- [TRY IT]: While reading through the material below, copy each line that holds the word "requires".

- [DATA FOR PROCESSING]:
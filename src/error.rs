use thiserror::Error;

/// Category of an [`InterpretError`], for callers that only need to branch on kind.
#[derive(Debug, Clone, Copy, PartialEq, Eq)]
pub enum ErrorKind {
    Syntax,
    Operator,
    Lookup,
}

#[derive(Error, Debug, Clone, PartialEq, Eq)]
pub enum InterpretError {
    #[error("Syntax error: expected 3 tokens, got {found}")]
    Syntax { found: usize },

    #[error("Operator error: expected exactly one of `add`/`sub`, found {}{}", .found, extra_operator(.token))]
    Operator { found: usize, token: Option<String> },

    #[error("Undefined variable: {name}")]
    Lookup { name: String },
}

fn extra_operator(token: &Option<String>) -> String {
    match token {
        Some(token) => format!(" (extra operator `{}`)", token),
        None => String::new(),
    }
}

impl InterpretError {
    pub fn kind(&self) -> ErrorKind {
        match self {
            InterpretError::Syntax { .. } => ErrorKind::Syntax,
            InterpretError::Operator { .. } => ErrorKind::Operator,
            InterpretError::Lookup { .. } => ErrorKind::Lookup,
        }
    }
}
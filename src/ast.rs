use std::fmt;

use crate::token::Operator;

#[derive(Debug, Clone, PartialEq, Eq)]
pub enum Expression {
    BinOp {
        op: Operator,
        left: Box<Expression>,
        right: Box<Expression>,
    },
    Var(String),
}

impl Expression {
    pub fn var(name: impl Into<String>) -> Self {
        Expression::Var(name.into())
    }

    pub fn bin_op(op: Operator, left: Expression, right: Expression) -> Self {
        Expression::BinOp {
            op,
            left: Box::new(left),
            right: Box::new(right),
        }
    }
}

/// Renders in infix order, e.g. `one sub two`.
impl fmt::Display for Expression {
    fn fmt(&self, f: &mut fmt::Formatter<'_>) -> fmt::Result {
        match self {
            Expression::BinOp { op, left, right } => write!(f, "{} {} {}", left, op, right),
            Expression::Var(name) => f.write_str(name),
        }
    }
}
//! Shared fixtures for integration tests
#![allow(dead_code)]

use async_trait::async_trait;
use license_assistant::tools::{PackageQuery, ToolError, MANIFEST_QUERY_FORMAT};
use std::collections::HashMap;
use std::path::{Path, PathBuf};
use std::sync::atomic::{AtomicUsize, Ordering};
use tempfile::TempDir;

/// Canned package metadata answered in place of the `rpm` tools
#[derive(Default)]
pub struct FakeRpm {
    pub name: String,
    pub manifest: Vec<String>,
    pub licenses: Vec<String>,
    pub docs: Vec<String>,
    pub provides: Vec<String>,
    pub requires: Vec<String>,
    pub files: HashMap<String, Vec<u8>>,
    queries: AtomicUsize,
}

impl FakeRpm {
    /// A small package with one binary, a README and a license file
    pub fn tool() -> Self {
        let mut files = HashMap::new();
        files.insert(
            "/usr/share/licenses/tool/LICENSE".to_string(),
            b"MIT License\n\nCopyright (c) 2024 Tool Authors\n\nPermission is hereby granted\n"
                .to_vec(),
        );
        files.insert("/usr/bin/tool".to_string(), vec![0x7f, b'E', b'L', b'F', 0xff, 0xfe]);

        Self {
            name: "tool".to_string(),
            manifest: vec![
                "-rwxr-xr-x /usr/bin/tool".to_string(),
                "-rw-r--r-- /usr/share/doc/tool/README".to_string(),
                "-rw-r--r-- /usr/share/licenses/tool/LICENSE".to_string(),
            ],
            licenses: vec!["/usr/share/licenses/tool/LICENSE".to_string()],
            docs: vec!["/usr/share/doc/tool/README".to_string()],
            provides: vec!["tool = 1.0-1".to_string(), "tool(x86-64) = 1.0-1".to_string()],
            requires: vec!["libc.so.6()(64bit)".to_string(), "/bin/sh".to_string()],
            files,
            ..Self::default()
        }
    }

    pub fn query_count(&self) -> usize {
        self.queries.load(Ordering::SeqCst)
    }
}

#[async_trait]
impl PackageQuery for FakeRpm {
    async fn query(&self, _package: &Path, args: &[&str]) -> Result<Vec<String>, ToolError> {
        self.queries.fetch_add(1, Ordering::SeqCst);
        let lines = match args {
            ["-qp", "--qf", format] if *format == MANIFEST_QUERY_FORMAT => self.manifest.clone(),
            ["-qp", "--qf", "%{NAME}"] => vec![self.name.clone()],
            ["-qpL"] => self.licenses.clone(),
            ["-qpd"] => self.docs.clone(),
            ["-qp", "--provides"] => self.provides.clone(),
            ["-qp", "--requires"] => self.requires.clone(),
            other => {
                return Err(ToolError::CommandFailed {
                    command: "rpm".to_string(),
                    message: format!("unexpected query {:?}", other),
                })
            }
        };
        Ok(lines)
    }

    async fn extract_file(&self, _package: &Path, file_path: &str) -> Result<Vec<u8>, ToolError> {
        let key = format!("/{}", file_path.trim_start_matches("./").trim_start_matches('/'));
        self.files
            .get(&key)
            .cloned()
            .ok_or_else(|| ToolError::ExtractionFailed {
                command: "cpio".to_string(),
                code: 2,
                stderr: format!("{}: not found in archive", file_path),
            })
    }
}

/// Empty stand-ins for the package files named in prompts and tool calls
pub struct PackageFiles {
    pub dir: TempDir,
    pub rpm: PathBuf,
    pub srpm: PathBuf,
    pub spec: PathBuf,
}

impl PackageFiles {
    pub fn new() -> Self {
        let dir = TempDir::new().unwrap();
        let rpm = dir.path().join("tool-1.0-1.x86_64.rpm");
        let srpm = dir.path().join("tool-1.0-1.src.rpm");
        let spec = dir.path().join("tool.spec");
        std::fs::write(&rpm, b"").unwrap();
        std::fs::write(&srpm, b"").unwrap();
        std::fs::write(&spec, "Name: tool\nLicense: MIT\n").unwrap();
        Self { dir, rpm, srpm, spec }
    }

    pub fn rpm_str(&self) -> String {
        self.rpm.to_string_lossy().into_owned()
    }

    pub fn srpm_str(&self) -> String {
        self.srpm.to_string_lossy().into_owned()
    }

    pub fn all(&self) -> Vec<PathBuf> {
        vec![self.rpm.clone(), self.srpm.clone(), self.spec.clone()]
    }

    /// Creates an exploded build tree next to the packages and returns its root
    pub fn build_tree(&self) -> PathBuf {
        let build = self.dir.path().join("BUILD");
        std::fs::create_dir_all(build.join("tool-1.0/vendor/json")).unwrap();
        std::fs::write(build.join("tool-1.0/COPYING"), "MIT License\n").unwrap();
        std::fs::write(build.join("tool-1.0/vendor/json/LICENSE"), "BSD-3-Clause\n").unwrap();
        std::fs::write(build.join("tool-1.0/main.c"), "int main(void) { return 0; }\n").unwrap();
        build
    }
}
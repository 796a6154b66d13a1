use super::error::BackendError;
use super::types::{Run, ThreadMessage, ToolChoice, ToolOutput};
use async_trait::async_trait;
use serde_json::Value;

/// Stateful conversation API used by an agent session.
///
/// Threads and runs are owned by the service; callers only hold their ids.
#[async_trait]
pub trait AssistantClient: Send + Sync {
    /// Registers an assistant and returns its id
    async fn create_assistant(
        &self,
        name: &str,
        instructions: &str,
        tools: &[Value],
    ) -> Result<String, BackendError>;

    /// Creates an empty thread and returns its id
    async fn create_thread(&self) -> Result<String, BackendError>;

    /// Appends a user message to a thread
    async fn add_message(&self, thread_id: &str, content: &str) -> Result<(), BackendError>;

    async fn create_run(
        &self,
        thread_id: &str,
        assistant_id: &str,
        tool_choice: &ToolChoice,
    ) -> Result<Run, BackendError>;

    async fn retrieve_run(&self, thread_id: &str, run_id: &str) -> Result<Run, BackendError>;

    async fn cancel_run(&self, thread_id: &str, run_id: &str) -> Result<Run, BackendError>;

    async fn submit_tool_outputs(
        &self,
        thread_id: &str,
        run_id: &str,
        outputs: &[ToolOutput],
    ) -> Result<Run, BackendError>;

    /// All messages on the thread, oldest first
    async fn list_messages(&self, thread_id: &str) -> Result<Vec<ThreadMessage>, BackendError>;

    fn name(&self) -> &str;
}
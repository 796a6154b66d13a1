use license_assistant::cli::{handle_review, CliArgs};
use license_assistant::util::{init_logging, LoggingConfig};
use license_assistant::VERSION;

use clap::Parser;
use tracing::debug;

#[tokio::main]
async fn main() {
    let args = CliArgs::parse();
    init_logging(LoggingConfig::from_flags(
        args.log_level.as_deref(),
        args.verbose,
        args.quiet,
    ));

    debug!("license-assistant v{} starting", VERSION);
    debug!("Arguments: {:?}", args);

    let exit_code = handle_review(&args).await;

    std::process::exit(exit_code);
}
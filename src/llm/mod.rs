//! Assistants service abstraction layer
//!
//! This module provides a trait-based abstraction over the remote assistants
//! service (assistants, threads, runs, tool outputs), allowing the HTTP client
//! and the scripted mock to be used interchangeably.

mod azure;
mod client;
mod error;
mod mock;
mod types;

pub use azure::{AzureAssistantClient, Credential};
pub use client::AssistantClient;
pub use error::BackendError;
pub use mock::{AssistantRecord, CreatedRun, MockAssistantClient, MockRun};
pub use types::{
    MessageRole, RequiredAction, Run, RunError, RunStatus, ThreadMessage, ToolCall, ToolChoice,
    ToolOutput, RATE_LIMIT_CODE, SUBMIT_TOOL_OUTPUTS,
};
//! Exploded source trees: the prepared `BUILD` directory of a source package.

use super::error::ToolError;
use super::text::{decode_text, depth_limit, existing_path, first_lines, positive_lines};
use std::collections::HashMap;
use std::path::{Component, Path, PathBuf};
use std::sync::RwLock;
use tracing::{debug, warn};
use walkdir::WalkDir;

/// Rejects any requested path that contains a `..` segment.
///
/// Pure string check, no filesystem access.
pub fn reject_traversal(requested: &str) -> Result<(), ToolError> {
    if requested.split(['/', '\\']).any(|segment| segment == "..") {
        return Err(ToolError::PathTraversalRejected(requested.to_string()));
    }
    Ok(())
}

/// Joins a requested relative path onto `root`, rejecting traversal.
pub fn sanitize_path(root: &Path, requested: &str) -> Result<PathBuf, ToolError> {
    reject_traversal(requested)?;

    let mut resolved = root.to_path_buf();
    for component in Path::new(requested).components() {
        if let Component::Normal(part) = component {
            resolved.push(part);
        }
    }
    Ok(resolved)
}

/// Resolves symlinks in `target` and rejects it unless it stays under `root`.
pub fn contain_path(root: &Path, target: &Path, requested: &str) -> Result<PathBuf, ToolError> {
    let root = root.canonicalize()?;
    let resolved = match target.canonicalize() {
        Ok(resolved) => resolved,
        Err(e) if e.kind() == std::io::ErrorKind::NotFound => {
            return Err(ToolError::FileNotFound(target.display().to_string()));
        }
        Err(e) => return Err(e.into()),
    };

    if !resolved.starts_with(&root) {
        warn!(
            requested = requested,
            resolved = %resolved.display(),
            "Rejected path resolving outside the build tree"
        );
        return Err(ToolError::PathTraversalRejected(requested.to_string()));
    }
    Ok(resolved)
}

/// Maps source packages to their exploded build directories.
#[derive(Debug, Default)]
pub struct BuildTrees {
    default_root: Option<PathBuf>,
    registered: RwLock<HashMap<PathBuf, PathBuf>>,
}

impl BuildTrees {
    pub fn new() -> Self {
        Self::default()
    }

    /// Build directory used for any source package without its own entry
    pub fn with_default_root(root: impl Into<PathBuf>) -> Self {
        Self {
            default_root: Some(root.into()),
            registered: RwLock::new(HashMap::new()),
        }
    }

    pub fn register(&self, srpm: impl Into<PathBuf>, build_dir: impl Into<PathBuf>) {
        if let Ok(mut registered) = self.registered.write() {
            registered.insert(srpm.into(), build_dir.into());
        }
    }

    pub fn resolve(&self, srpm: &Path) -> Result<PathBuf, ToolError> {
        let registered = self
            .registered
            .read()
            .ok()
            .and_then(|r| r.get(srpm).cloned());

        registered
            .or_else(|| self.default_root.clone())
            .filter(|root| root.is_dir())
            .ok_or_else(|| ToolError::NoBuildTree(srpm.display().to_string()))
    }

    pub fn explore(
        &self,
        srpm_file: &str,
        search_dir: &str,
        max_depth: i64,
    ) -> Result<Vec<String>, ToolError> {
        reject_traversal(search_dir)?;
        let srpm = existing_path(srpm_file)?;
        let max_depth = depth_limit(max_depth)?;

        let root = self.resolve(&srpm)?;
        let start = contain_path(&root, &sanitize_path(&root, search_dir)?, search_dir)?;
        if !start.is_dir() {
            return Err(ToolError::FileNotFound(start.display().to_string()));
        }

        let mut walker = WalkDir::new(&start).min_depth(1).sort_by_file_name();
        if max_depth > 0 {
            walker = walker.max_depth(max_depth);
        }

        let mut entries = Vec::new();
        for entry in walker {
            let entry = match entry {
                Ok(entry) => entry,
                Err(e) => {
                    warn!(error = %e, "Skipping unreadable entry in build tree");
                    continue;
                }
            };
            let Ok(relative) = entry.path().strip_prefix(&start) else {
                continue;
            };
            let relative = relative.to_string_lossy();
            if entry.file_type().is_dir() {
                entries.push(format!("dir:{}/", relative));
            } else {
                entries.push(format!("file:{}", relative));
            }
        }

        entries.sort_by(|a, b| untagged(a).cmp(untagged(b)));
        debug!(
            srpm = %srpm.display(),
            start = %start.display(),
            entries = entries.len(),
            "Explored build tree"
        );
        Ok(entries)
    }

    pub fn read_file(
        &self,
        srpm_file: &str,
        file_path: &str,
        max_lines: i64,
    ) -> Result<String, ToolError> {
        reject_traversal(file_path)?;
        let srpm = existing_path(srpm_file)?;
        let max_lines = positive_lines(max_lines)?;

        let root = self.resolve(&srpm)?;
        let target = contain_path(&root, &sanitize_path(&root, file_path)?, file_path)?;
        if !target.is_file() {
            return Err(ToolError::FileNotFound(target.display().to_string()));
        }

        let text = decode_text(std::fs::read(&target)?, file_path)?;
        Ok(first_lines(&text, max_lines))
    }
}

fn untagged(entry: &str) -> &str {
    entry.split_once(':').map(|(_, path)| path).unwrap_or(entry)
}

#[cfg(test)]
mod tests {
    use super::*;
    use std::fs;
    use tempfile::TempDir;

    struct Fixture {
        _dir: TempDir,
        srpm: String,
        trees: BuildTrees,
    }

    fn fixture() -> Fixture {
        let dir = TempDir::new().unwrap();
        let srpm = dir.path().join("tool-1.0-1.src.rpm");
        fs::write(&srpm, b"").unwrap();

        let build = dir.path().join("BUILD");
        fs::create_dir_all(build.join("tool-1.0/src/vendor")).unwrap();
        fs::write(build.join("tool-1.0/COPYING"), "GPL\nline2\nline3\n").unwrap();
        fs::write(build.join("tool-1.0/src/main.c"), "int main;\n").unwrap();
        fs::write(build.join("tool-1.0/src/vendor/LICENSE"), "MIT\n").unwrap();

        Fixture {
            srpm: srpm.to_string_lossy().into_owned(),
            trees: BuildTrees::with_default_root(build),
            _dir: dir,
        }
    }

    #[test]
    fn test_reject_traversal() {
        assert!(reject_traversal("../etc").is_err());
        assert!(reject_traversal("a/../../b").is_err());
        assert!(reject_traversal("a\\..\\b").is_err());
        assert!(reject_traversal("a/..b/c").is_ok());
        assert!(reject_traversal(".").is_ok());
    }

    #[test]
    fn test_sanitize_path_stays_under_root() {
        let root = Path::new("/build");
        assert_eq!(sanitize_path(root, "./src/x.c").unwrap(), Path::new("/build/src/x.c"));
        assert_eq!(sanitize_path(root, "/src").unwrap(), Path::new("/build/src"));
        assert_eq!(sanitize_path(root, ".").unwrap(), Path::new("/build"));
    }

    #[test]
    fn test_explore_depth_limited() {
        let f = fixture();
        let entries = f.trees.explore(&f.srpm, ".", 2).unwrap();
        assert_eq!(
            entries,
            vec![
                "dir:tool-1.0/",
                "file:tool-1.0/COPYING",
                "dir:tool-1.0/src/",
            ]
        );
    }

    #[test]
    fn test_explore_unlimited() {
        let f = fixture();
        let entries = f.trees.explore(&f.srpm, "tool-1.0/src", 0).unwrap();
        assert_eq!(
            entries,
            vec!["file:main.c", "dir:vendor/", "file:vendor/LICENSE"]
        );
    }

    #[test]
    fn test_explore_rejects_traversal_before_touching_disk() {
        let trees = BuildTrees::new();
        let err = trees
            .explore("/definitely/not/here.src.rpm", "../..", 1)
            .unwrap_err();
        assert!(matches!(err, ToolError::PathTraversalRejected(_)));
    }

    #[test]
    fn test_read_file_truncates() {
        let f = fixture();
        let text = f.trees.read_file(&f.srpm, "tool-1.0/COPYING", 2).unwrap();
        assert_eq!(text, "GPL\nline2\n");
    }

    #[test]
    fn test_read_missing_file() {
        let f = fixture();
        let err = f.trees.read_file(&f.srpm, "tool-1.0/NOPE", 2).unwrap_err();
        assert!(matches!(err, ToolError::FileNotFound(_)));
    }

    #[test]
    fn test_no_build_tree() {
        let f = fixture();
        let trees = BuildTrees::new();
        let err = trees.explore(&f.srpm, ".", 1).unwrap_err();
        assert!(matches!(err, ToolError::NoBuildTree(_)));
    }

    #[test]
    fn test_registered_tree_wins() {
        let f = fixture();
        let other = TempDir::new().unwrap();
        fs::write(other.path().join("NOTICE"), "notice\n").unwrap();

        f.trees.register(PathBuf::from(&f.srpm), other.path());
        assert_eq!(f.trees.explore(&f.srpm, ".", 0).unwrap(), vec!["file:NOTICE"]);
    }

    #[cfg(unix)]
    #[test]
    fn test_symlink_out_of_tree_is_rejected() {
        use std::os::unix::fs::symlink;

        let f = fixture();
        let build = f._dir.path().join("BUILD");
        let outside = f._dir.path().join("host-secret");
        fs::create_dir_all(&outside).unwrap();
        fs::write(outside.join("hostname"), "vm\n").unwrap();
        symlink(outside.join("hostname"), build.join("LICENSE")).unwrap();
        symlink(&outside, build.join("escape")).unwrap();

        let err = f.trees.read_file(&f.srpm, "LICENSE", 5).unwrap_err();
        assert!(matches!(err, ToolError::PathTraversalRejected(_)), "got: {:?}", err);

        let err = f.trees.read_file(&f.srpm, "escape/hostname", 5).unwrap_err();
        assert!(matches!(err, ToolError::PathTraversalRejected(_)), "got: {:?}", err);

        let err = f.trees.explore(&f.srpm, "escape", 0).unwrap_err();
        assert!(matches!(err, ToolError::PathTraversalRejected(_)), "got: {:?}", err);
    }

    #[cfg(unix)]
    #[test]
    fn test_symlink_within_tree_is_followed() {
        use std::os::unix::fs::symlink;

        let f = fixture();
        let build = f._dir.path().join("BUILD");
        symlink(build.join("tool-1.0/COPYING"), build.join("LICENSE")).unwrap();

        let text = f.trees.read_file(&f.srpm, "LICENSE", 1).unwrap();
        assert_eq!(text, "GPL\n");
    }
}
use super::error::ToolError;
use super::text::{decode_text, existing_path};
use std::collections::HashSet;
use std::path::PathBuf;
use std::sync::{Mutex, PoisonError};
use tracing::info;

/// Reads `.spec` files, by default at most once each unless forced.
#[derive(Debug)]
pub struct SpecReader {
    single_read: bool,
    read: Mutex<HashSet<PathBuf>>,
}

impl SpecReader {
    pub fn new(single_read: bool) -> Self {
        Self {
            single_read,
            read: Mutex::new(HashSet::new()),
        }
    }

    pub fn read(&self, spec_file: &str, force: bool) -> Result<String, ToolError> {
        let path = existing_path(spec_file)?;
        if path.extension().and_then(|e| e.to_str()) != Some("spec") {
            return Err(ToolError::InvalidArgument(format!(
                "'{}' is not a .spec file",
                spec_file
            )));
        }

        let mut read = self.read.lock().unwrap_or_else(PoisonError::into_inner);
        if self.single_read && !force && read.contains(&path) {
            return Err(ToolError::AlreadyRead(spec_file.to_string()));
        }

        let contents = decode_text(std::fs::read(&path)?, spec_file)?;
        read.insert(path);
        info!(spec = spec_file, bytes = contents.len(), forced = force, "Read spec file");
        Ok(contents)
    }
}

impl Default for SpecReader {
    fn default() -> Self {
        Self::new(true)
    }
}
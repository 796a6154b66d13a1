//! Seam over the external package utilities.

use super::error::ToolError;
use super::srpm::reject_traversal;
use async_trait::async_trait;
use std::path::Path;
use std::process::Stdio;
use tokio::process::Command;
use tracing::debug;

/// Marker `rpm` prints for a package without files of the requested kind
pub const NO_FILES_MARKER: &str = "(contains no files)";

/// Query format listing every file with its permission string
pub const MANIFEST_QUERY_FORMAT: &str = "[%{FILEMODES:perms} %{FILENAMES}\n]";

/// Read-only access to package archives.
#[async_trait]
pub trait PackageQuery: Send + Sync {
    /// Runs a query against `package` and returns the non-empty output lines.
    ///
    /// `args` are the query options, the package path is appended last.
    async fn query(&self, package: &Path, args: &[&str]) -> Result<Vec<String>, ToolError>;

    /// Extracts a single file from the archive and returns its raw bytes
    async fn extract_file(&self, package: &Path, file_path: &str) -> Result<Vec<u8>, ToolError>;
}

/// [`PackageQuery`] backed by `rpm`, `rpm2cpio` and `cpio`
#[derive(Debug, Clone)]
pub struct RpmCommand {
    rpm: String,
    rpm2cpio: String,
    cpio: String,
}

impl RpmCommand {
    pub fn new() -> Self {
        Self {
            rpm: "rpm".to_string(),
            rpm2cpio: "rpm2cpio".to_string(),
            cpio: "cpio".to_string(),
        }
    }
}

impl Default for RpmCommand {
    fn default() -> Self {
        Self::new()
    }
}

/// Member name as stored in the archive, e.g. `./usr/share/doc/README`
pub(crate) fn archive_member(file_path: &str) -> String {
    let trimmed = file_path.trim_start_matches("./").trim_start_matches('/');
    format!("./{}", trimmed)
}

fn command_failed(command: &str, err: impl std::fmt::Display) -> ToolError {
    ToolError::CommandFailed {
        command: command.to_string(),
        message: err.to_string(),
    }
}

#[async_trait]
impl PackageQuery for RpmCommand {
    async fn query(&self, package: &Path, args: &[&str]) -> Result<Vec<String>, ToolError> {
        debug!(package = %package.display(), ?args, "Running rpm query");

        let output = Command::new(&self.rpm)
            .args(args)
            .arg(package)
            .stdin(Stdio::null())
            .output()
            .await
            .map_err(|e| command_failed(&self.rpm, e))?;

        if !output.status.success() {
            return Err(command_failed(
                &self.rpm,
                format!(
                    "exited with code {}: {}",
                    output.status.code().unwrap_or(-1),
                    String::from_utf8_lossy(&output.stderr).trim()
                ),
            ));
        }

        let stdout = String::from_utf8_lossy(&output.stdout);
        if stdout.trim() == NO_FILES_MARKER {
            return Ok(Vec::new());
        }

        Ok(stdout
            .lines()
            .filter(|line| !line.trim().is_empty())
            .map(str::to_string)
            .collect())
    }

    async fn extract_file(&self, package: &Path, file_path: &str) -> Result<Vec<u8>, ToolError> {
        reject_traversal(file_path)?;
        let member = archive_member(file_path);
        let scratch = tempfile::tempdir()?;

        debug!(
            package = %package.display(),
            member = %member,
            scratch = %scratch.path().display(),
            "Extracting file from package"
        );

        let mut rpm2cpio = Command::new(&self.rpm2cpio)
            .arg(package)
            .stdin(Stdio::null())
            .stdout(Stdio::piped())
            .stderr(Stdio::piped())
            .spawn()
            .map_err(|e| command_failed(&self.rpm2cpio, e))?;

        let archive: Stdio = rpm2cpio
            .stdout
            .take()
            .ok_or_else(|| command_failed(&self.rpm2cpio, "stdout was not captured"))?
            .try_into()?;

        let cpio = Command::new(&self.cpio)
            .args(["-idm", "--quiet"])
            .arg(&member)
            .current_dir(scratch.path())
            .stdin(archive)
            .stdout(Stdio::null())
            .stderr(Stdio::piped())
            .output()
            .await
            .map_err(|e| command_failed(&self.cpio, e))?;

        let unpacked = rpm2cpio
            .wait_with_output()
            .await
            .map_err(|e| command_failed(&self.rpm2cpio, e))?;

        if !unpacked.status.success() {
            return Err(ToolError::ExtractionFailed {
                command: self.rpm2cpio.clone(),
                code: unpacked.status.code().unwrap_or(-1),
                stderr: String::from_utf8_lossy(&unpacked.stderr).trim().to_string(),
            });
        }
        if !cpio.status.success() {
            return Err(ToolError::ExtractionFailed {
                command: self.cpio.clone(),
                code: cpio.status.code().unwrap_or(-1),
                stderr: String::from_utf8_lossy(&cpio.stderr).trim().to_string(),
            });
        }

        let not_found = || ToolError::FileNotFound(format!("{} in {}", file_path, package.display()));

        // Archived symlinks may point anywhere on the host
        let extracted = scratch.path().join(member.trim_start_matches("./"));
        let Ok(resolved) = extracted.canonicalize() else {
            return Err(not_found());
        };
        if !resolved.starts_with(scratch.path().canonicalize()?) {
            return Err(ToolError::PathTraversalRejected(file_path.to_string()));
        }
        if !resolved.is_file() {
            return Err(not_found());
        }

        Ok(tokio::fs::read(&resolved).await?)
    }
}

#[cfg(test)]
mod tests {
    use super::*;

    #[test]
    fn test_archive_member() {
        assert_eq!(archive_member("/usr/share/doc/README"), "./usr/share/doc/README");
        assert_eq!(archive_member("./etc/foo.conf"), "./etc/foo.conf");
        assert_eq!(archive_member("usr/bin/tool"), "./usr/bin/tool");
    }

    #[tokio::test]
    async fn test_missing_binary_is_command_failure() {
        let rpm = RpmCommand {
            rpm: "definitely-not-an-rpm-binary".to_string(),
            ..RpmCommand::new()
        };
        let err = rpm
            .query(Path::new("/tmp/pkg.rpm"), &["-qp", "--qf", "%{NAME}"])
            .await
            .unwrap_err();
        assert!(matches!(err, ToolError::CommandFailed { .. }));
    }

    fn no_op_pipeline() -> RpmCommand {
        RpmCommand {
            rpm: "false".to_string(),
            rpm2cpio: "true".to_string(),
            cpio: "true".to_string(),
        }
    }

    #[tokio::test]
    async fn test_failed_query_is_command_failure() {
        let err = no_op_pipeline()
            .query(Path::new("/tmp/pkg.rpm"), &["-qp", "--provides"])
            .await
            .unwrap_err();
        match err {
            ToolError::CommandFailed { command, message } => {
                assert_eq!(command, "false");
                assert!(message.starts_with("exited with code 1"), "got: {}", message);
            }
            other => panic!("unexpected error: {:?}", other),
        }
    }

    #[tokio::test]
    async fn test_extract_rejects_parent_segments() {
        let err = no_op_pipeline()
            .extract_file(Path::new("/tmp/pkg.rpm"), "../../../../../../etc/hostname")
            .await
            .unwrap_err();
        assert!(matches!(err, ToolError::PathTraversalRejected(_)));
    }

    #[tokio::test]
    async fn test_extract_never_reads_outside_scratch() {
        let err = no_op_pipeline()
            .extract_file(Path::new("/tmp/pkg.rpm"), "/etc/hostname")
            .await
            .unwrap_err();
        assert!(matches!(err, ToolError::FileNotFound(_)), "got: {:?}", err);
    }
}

- [PROBLEM SOLUTION]:
    pub requires: Vec<String>,
            requires: vec!["libc.so.6()(64bit)".to_string(), "/bin/sh".to_string()],
            ["-qp", "--requires"] => self.requires.clone(),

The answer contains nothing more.